**DATA FOR REVIEW**
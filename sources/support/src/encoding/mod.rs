pub mod mutf8;

use thiserror::Error;

#[derive(Error, Debug, Clone, PartialEq, Eq)]
pub enum EncodingError {
    #[error("truncated sequence at byte {offset}")]
    Truncated { offset: usize },

    #[error("invalid byte {byte:#04x} at offset {offset}")]
    InvalidByte { byte: u8, offset: usize },

    #[error("unpaired surrogate in decoded string")]
    UnpairedSurrogate,
}

pub trait EncodingFormat {
    fn into_java(str: &str) -> Vec<u8>;
    fn from_java(data: &[u8]) -> Result<String, EncodingError>;
}
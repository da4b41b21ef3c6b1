pub mod attributes;
pub mod classfile;
pub mod constants;
pub mod error;
pub mod flags;
pub mod parser;
pub mod pool;

extern crate bytes;
extern crate enum_as_inner;
extern crate support;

**EXERCISE PROMPT**
Read the entries and show each line that mentions "support".

**EXERCISE ANSWER**
filename sources/support/src/encoding/mod.rs
extern crate support;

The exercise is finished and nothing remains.